Individual B1 fields of the PTDR coil in the phantom, midway between the two rings. The distinct patterns suggest that they may be effective for parallel transmission and parallel imaging at 7T. The phantom is 40-cm long and the ring distance is 20 cm. Each dipole is driven with 1W input.
5. Discussion:
In this study, we proposed and numerically analyzed a new coil (PTDR) which combines the concepts of traveling-wave and standing-wave, and has adjustable coverage along the z-direction. Consequently, it exhibits excellent transmit efficiency and SAR efficiency over short regions and maintains the ability to cover long z-FOVs. Phantom simulations showed that PTDR coils achieved up to 60 cm coverage, which is a reasonable upper limit since gradient linearity along the z-dimension is typically 50 cm. In the current design, the ring distance has to be at least 10 cm to avoid the strong coupling between dipoles of different rings. When the coverage of the PTDR coil was shortened to 20 cm, it’s transmit efficiency and SAR efficiency can be improved by 100% and 44% compared to the 60-cm-coverage case, respectively. Similar simulation results were also found when the PTDR coil was used for the knee only (short coverage) and the whole lower leg (long coverage).
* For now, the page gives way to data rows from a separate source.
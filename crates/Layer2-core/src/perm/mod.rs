//! # Permission Engine
//!
//! 권한 트리와 세 가지 권한 종류의 파싱/검사
//!
//! - `map`: PermMap (page 경로 트리, command 평면 집합)
//! - `actions`: 저장 전 권한 문자열 정규화 (BuildPermActions)
//! - `behavior`: 타입이 있는 JSON 설정값
//! - `filter`: 메뉴 트리 필터링
//! - `registry`: 시작 시 한 번 만드는 기준 데이터

mod actions;
mod behavior;
mod filter;
mod map;
mod registry;

pub use actions::{build_perm_actions, dedupe_join, split_tokens};
pub use behavior::{
    merge_values, parse_behavior, serialize_behavior_values, Behavior, BehaviorPerm,
    BehaviorPerms, BehaviorDecl, BehaviorValue, Behaviors, CheckedBehavior, Combine, ValueType,
};
pub use filter::{Checker, Filter};
pub use map::PermMap;
pub use registry::{PermissionRegistry, RegistryBuilder};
We limited our comparisons to a traveling-wave coil because we know of no common design that covers a volume as long as 60 cm. In this work, the PTDR coil was driven in “birdcage” mode and the axial B1+ field maps had a bright center (Fig. 9), similar to that of a conventional birdcage coil. However, each element of the PTDR coil has a distinct B1+ pattern, so uniform flip angles may be achieved using parallel transmission in an RF shimming mode or with tailored spokes pulses [21, 22].
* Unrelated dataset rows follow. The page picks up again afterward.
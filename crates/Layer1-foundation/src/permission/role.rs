//! 역할/권한 행 데이터 모델
//!
//! ORM이 돌려주는 행(row)을 그대로 표현한다. 조회는 `RoleProvider` 뒤에 숨긴다.

use super::kind::PermissionKind;
use crate::storage::{split_path, JsonStore};
use crate::{Error, Result};
use serde::{Deserialize, Serialize};
use std::path::Path;
use tracing::{debug, warn};

/// 역할 저장 파일명
pub const ROLES_FILE: &str = "roles.json";

/// 역할 x 종류 한 행의 원본 권한 문자열
#[derive(Debug, Clone, PartialEq, Eq, Serialize, Deserialize)]
#[serde(rename_all = "camelCase")]
pub struct RawPermission {
    /// `page` | `command` | `behavior`
    #[serde(rename = "type")]
    pub kind: String,

    /// 쉼표 구분 경로 목록 또는 JSON 객체 문자열
    #[serde(default)]
    pub permission: String,
}

impl RawPermission {
    pub fn new(kind: PermissionKind, permission: impl Into<String>) -> Self {
        Self {
            kind: kind.as_str().to_string(),
            permission: permission.into(),
        }
    }

    /// 알 수 없는 종류면 None
    pub fn kind(&self) -> Option<PermissionKind> {
        self.kind.parse().ok()
    }
}

/// 역할 한 개
#[derive(Debug, Clone, Default, Serialize, Deserialize)]
#[serde(rename_all = "camelCase")]
pub struct RoleRecord {
    pub id: u64,
    pub name: String,
    #[serde(default)]
    pub description: String,
    #[serde(default)]
    pub disabled: bool,
    #[serde(default)]
    pub permissions: Vec<RawPermission>,
}

impl RoleRecord {
    pub fn new(id: u64, name: impl Into<String>) -> Self {
        Self {
            id,
            name: name.into(),
            ..Default::default()
        }
    }

    pub fn with_permission(mut self, kind: PermissionKind, permission: impl Into<String>) -> Self {
        self.permissions.push(RawPermission::new(kind, permission));
        self
    }

    /// GetPermissions
    pub fn permissions(&self) -> &[RawPermission] {
        &self.permissions
    }

    /// 주어진 종류의 원본 문자열들 (행 순서 유지)
    pub fn permissions_of(&self, kind: PermissionKind) -> impl Iterator<Item = &str> {
        self.permissions
            .iter()
            .filter(move |p| p.kind() == Some(kind))
            .map(|p| p.permission.as_str())
    }
}

/// 현재 사용자의 역할 목록을 가져오는 저장소 경계 (GetRoleList)
pub trait RoleProvider {
    fn role_list(&self, user: &str) -> Result<Vec<RoleRecord>>;
}

/// 사용자 -> 역할 ID 연결
#[derive(Debug, Clone, Default, Serialize, Deserialize)]
#[serde(rename_all = "camelCase")]
pub struct UserRoles {
    pub username: String,
    #[serde(default)]
    pub role_ids: Vec<u64>,
}

/// roles.json 파일 구조
#[derive(Debug, Clone, Default, Serialize, Deserialize)]
#[serde(rename_all = "camelCase")]
pub struct RoleFile {
    #[serde(default)]
    pub roles: Vec<RoleRecord>,
    #[serde(default)]
    pub users: Vec<UserRoles>,
}

/// JSON 파일 기반 RoleProvider
#[derive(Debug, Clone)]
pub struct JsonRoleStore {
    data: RoleFile,
}

impl JsonRoleStore {
    pub fn new(data: RoleFile) -> Self {
        Self { data }
    }

    /// JsonStore에서 로드
    pub fn load(store: &JsonStore, filename: &str) -> Result<Self> {
        let data: RoleFile = store.load(filename)?;
        debug!(
            "Loaded {} roles / {} users from {}",
            data.roles.len(),
            data.users.len(),
            store.file_path(filename).display()
        );
        Ok(Self::new(data))
    }

    /// 파일 경로로 로드
    pub fn from_path(path: impl AsRef<Path>) -> Result<Self> {
        let path = path.as_ref();
        let (dir, name) = split_path(path)?;
        Self::load(&JsonStore::new(dir), &name)
    }

    pub fn roles(&self) -> &[RoleRecord] {
        &self.data.roles
    }
}

impl RoleProvider for JsonRoleStore {
    fn role_list(&self, user: &str) -> Result<Vec<RoleRecord>> {
        let entry = self
            .data
            .users
            .iter()
            .find(|u| u.username == user)
            .ok_or_else(|| Error::NotFound(format!("user {}", user)))?;

        let mut roles = Vec::with_capacity(entry.role_ids.len());
        for id in &entry.role_ids {
            match self.data.roles.iter().find(|r| r.id == *id) {
                Some(role) if role.disabled => {
                    debug!("Skipping disabled role {} for {}", role.name, user);
                }
                Some(role) => roles.push(role.clone()),
                None => warn!("User {} references missing role {}", user, id),
            }
        }
        Ok(roles)
    }
}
By rotating the ring, the isolation between dipoles in the two rings was acceptable across different distances, with S21 better than −14 dB (<4% power cross-talk). Without rotating the ring, adjacent dipoles in the two rings exhibit strong coupling and thus may decrease the coil performance. The worst port-to-port isolation occurred for adjacent dipoles in the same ring, with S21 of about −7 dB (~20% power cross-talk). In either a multiple-channel transmit system or a single-channel transmit system with power splitting networks, the cross-talk transmit power would be absorbed by protection circuits and wasted, consequently decreasing transmit efficiency. Therefore, if the port isolation can be improved by appropriate decoupling treatments, the transmit efficiency should increase.
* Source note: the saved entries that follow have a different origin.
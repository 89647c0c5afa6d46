//! Filter - 권한으로 메뉴 트리 거르기

use super::map::PermMap;
use nging_foundation::{join_path, NavigateList};
use std::sync::Arc;

/// 전체 경로 하나를 허용하는지 답하는 대상
pub trait Checker {
    fn check(&self, perm_path: &str) -> bool;
}

impl<F> Checker for F
where
    F: Fn(&str) -> bool,
{
    fn check(&self, perm_path: &str) -> bool {
        self(perm_path)
    }
}

impl Checker for PermMap {
    fn check(&self, perm_path: &str) -> bool {
        PermMap::check(self, perm_path)
    }
}

/// 메뉴 필터
///
/// 입력 목록은 바꾸지 않는다. 자식이 그대로인 서브트리는 원본 `Arc`를
/// 공유하고, 자식이 바뀐 노드만 새로 만든다.
pub struct Filter<'a, C: Checker + ?Sized> {
    checker: &'a C,
}

impl<'a, C: Checker + ?Sized> Filter<'a, C> {
    pub fn new(checker: &'a C) -> Self {
        Self { checker }
    }

    pub fn filter_navigate(&self, nav_list: &NavigateList) -> NavigateList {
        self.filter_list(nav_list, "", false)
    }

    fn filter_list(
        &self,
        list: &NavigateList,
        parent_path: &str,
        parent_unlimited: bool,
    ) -> NavigateList {
        let mut out = Vec::with_capacity(list.len());

        for item in list {
            let path = join_path(parent_path, &item.action);

            let children = match &item.children {
                Some(children) if !children.is_empty() => children,
                _ => {
                    // 말단: 부모나 자신이 unlimited 이거나 검사 통과
                    if parent_unlimited || item.unlimited || self.checker.check(&path) {
                        out.push(Arc::clone(item));
                    }
                    continue;
                }
            };

            let filtered = self.filter_list(children, &path, item.unlimited);
            if filtered.is_empty() && !item.unlimited && !self.checker.check(&path) {
                continue;
            }

            let unchanged = filtered.len() == children.len()
                && filtered
                    .iter()
                    .zip(children.iter())
                    .all(|(a, b)| Arc::ptr_eq(a, b));
            if unchanged {
                out.push(Arc::clone(item));
            } else {
                out.push(Arc::new(item.with_children(filtered)));
            }
        }

        NavigateList::from(out)
    }
}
A key point of the PTDR method is the use of transverse dipoles. They have a strong reflection effect that is desirable to reinforce the RF fields in the imaging region and increase the transverse magnetic field efficiency. Another advantage of transverse dipoles is that they can be placed close to the bore to leave enough free space for the subject and other coils. It should be noted that the reflection effect of transverse dipoles is not perfect and some RF power is still deposited outside the imaging region (Fig. 5), where it is wasted. One way to reduce this power waste could be the use of appropriate shielding or Yagi-Uda reflectors [25] placed behind the dipole rings. An alternative method would be to fold or bend the dipoles toward each other to restrict more power in the targeted imaging region. Using these methods, the power flow to unwanted areas could be reduced and the transmit efficiency could be further improved.
In conclusion, we proposed a novel PTDR RF coil for ultrahigh field MRI, and evaluated it in simulations. The results showed that the advantages of both standing-wave and traveling-wave excitation can be obtained using PTDR coils; specifically, PTDR coils exhibit high efficiency over short regions while maintaining the ability to cover longer areas. Further studies will be focused on constructing this PTDR coil and validating its performance through MR experiments.
6. Acknowledgments:
This work was supported by NIH R01 EB 016695 and NIH R21 EB 018521.